Bab 17 pertengkaran

1 0 0
                                    

"Berteman tanpa bertengkaran tak afdol."

Zuha

Ku lempar handphoneku ke kasur. Aku kesat karena hpki sepi tak ada chat dari teman-teman online. Ahh ... mungkin mereka sibuk dengan dunia nyatanya. Sedangkan aku? Dunia nyata tak pernah mau berpihak padaku. Aku tetap sendirian di rumah tak ada teman yang menemani mengajak pergi. Jikalau aku pergi itu hanya ke rumah Nana teman dekatku. Kini dia juga sibuk kerja susah sekali quality time dengannya. Teman-temanku yang lain? Jangan tanyakan lagi. Ini liburan semesteran waktunya hpku sepi tak perlu aku ceritakan kalian pasti paham. Hanya Teressa yang setia menghubungiku. Dia selalu ada untukku dan lebih mengerti aku dibandingkan yang lain.

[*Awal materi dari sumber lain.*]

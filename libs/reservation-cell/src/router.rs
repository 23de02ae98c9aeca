use std::sync::Arc;

use axum::{
    middleware,
    routing::get,
    Router,
};

use shared_config::AppConfig;
use shared_utils::extractor::session_middleware;

use crate::handlers;

pub fn reservation_routes(state: Arc<AppConfig>) -> Router {
    Router::new()
        .route("/", get(handlers::list_reservations))
        .route("/occupancy", get(handlers::slot_occupancy))
        .layer(middleware::from_fn(session_middleware))
        .with_state(state)
}
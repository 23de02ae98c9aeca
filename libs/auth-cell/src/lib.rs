pub mod handlers;
pub mod models;
pub mod router;
pub mod services;

pub use models::LoginRequest;
pub use services::LoginService;
pub use router::auth_routes;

Liburan semester identik dengan mencari kerja. Setiap anak kuliahan pasti ingin punya penghasilan sendiri termasuk aku. Dulu aku sibuk kuliah, kerja dan organisasi yang membuat aku sibuk dua puluh empat jam. Tapi itu dulu, bagaimana pun roda berputar dan kini aku tak mengikuti satu kegiatan pun di kampus. Alasan logis karena ego orang tua yang tak ku mengerti. Kerjaanku sekarang adalah main hp, guling-guling di kasur, nonton tv, makan dan tidur. Kegiatan ya tak berfaedah. Walaupun sesekali aku menulis namun aku pasti akan tetap merasa bosan bukan?

Di sinilah aku kini. Berbekal map merah berisikan foto, dan identitas diri yang diperlukan aku mengajukan perpanjangan SKCK. Tentu kalian tahu mengapa aku memperpanjang SKCK yaitu untuk mencari pekerjaan.
Bersama Fayra, kita setia menunggu antrian sampai nama kami dipanggil.
Kemarin Fayra mengajakku untuk mencari pekerjaan maka di sinilah kita karena SKCK sudah mati.

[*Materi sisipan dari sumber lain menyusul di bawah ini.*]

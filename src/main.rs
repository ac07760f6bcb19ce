//! Command-line entry point for the capture proxy

use anyhow::Context;
use capture_proxy::{init_logger_with_level, log_error, log_info, log_warning, ProxyServerBuilder, ServerSettings};
use clap::Parser;
use std::net::SocketAddr;
use std::path::PathBuf;

#[derive(Debug, Parser)]
#[command(name = "capture-proxy")]
#[command(about = "An intercepting HTTP proxy that records the traffic it forwards")]
#[command(version = env!("CARGO_PKG_VERSION"))]
struct Cli {
    /// YAML configuration file
    #[arg(short, long, default_value = "config.yml")]
    config: PathBuf,

    /// Proxy listening address
    #[arg(long)]
    listen_addr: Option<SocketAddr>,

    /// Log level (trace, debug, info, warn, error)
    #[arg(long)]
    log_level: Option<String>,

    /// Upstream proxy for http:// targets, overrides HTTP_PROXY
    #[arg(long)]
    http_proxy: Option<String>,

    /// Upstream proxy for https:// targets, overrides HTTPS_PROXY
    #[arg(long)]
    https_proxy: Option<String>,

    /// Hosts reached without the upstream proxy, overrides NO_PROXY
    #[arg(long)]
    no_proxy: Option<String>,

    /// Only capture URLs matching this regex (repeatable)
    #[arg(long = "scope")]
    scopes: Vec<String>,
}

impl Cli {
    fn apply(self, settings: &mut ServerSettings) {
        if let Some(addr) = self.listen_addr {
            settings.listen_addr = addr;
        }
        if let Some(level) = self.log_level {
            settings.log_level = level;
        }
        if self.http_proxy.is_some() {
            settings.upstream.http = self.http_proxy;
        }
        if self.https_proxy.is_some() {
            settings.upstream.https = self.https_proxy;
        }
        if self.no_proxy.is_some() {
            settings.upstream.no_proxy = self.no_proxy;
        }
        if !self.scopes.is_empty() {
            settings.scopes = self.scopes;
        }
    }
}

#[tokio::main]
async fn main() -> anyhow::Result<()> {
    let cli = Cli::parse();

    let (mut settings, ignored) = ServerSettings::load_config(&cli.config)
        .with_context(|| format!("failed to load configuration from {}", cli.config.display()))?;
    cli.apply(&mut settings);

    init_logger_with_level(&settings.log_level);
    for message in &ignored {
        log_warning!("{}", message);
    }
    log_info!("Starting capture proxy v{}", env!("CARGO_PKG_VERSION"));

    let mut server = ProxyServerBuilder::from_settings(&settings)
        .build()
        .await
        .context("failed to start proxy server")?;

    if let Err(e) = server.scopes().set(&settings.scopes) {
        log_error!("Invalid scope pattern: {}", e);
        server.shutdown().await?;
        return Err(e.into());
    }

    log_info!("Proxy listening on {}", server.local_addr());
    log_info!("Test with: curl -x http://{} http://httpbin.org/get", server.local_addr());

    tokio::signal::ctrl_c().await.context("failed to listen for ctrl-c")?;
    log_info!("Received ctrl-c, shutting down");

    match server.storage().requests() {
        Ok(exchanges) => {
            log_info!("Captured {} requests this session", exchanges.len());
        }
        Err(e) => {
            log_error!("Could not read captured requests: {}", e);
        }
    }

    server.shutdown().await?;
    Ok(())
}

Setelah kita selesai, kita pergi makan. Ayam geprek adalah makanan favorit kita. Setelah kita meluncur ke tempat Favorit, langsung kita memesan. Aku level sangat pedas dan Fayra sedangan karena tak terlalu suka pedas. Tak banyak yang kita bicarakan, aku memang dekat dengan Fayra namun tak secerewet saat aku cuma berdua dengan Rania atau Nana. Ketakutan karena pernah rahasiaku dibocorkan oleh teman akrabku sendiri dulu membuatku menjadi orang yang lebih tertutup. Aku lebih berhati-hati menceritakan hal privasi kepada seorang teman.

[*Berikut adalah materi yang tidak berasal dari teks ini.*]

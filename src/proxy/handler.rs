//! Capturing connection handler
//!
//! Captures in-scope requests, applies the traffic modifier and forwards to
//! the origin, through the upstream proxy when one is configured for the
//! target scheme and the host is not excluded by `no_proxy`.

use async_trait::async_trait;
use hyper::{Body, Method, Request, Response, StatusCode};
use std::net::SocketAddr;
use std::sync::Arc;
use std::time::{Duration, Instant};
use tracing::{debug, info, warn};
use url::Url;

use crate::config::upstream::ResolvedProxyConfig;
use crate::error::{Error, Result};
use crate::logging::log_exchange;
use crate::models::{CapturedExchange, CapturedRequest, CapturedResponse, OutboundRequest, ParsedProxyEndpoint};
use crate::proxy::core::{ConnectionContext, ConnectionHandler};
use crate::utils::{build_error_response, end_to_end_headers, is_hop_by_hop_header, map_to_headers};

pub struct CaptureHandler {
    direct: reqwest::Client,
    via_http: Option<reqwest::Client>,
    via_https: Option<reqwest::Client>,
}

impl CaptureHandler {
    /// Build one upstream client per configured proxy plus a direct client
    pub fn new(proxy_config: &ResolvedProxyConfig, timeout: Duration) -> Result<Self> {
        let direct = client_builder(timeout).no_proxy().build()?;
        let via_http = proxy_config
            .http
            .as_ref()
            .map(|endpoint| upstream_client(endpoint, timeout))
            .transpose()?;
        let via_https = proxy_config
            .https
            .as_ref()
            .map(|endpoint| upstream_client(endpoint, timeout))
            .transpose()?;

        Ok(Self {
            direct,
            via_http,
            via_https,
        })
    }

    fn client_for(&self, target: &Url, proxy_config: &ResolvedProxyConfig) -> &reqwest::Client {
        let host = target.host_str().unwrap_or_default();
        if proxy_config.bypasses(host) {
            debug!("{} bypasses the upstream proxy", host);
            return &self.direct;
        }
        let upstream = match target.scheme() {
            "http" => self.via_http.as_ref(),
            "https" => self.via_https.as_ref(),
            _ => None,
        };
        upstream.unwrap_or(&self.direct)
    }

    async fn forward(
        &self,
        request: Request<Body>,
        remote_addr: SocketAddr,
        context: &ConnectionContext,
    ) -> Result<Response<Body>> {
        let (parts, body) = request.into_parts();
        if parts.uri.scheme().is_none() {
            return Ok(build_error_response(
                StatusCode::BAD_REQUEST,
                "proxy requests must use an absolute URI",
            ));
        }

        let mut outbound = OutboundRequest {
            method: parts.method.to_string(),
            url: parts.uri.to_string(),
            headers: end_to_end_headers(&parts.headers),
            body: hyper::body::to_bytes(body).await?,
        };

        let in_scope = context.scopes.in_scope(&outbound.url);
        context.modifier.modify_request(&mut outbound);

        let captured = if in_scope {
            let captured = CapturedRequest::from_outbound(&outbound, Some(remote_addr));
            context.storage.save_request(&captured)?;
            Some(captured)
        } else {
            debug!("{} is out of scope, not capturing", outbound.url);
            None
        };

        let target = Url::parse(&outbound.url)?;
        let client = self.client_for(&target, &context.proxy_config);
        let started = Instant::now();
        let upstream = client
            .request(parts.method.clone(), target)
            .headers(map_to_headers(&outbound.headers))
            .body(outbound.body.clone())
            .send()
            .await?;

        let status = upstream.status();
        let headers = upstream.headers().clone();
        let body = upstream.bytes().await?;
        let response_time_ms = started.elapsed().as_millis() as u64;
        info!("{} {} -> {} ({}ms)", outbound.method, outbound.url, status, response_time_ms);

        if let Some(request) = captured {
            let response = CapturedResponse {
                status_code: status.as_u16(),
                reason: status.canonical_reason().unwrap_or_default().to_string(),
                headers: end_to_end_headers(&headers),
                body: body.to_vec(),
                response_time_ms,
            };
            context.storage.save_response(&request.id, &response)?;
            if let Err(e) = log_exchange(&CapturedExchange {
                request,
                response: Some(response),
            }) {
                debug!("Could not log exchange: {}", e);
            }
        }

        let mut builder = Response::builder().status(status);
        for (name, value) in headers.iter() {
            if !is_hop_by_hop_header(name.as_str()) {
                builder = builder.header(name, value);
            }
        }
        Ok(builder.body(Body::from(body))?)
    }
}

#[async_trait]
impl ConnectionHandler for CaptureHandler {
    async fn handle(
        &self,
        request: Request<Body>,
        remote_addr: SocketAddr,
        context: Arc<ConnectionContext>,
    ) -> Response<Body> {
        if request.method() == Method::CONNECT {
            debug!("Rejecting CONNECT {} from {}", request.uri(), remote_addr);
            return build_error_response(StatusCode::NOT_IMPLEMENTED, "CONNECT tunneling is not supported");
        }

        let uri = request.uri().to_string();
        match self.forward(request, remote_addr, &context).await {
            Ok(response) => response,
            Err(e) => {
                warn!("Failed to proxy {} for {}: {}", uri, remote_addr, e);
                build_error_response(StatusCode::BAD_GATEWAY, &e.to_string())
            }
        }
    }
}

fn client_builder(timeout: Duration) -> reqwest::ClientBuilder {
    reqwest::Client::builder()
        .timeout(timeout)
        .redirect(reqwest::redirect::Policy::none())
}

fn upstream_client(endpoint: &ParsedProxyEndpoint, timeout: Duration) -> Result<reqwest::Client> {
    let mut proxy = reqwest::Proxy::all(endpoint.proxy_url())
        .map_err(|e| Error::Config(format!("unusable upstream proxy {}: {}", endpoint, e)))?;
    if let Some(username) = &endpoint.username {
        proxy = proxy.basic_auth(username, endpoint.password.as_deref().unwrap_or_default());
    }
    Ok(client_builder(timeout).proxy(proxy).build()?)
}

Seperti beberapa waktu yang lalu, dengan tergesa-gesa aku melajukan motorku menuju rumah Nana. Aku merindukan dia, ingin mencurahkan segala yang ku rasakan. Ya itulah kebiasaanku dengannya.

"Assalamualaikum. Nana kamu tidak rindu aku?" kataku pada Nana yang kebetulan sedang di luar menjaga toko. Bukannya menjawab pertanyaanku Nana hanya tersenyum. Dia sudah hafal tingkahku.

"Kapan-kapan kita pergi berdua yok. Sudah lama kita tak quality time berdua," sahutnya langsung duduk di sebelahku.

"Iya boleh. Aku di rumah terus kamu tahulah. Kamu yang sibuk, kalau aku tidak ke sini mana bisa kita bertemu."

"Aku kangen makan mie ayam Deket kampus. Pengen makan nasi goreng yang pedes, beli es di tempat jus biasanya." Aku dan Nana satu kampung hanya berbeda jurusan dan fakultas. Aku juga sudah mengenal beberapa teman Nana dan pernah mau ikut pelajaran di kelasnya yang ku urungkan karena bahasa arab. Tak boleh memainkan hp, sedangkan aku saja tak mengerti. Ya terkadang orang asing malah seperti teman lama begitulah kesimpulanku. Lantas apa gunanya di beri nama teman? Mengapa semua tak menjadi orang asing saja agar tetap akrab. Pertanyaan konyol bukan.

Aku dan Nana sama-sama menyukai makan bagi kita itu adalah pelampiasan terbaik ketika kesal.
Aku berbicara panjang lebar dengan Nama waktu itu. Seakan tak pernah putus obrolan kita. Mungkin jika kita tak kenal waktu dua puluh empat jam bisa kita habiskan untuk bercerita. Ya itulah alasan aku mempercayai dia karena kita dekat sekali, aku juga sudah menganggapnya seperti kakak sendiri.

"Fayra kita mau melamar kapan? Aku sih masih ada perlengkapan untuk melamar kerjaan,"

"Besok saja ya aku ada keperluan," balas Fayra.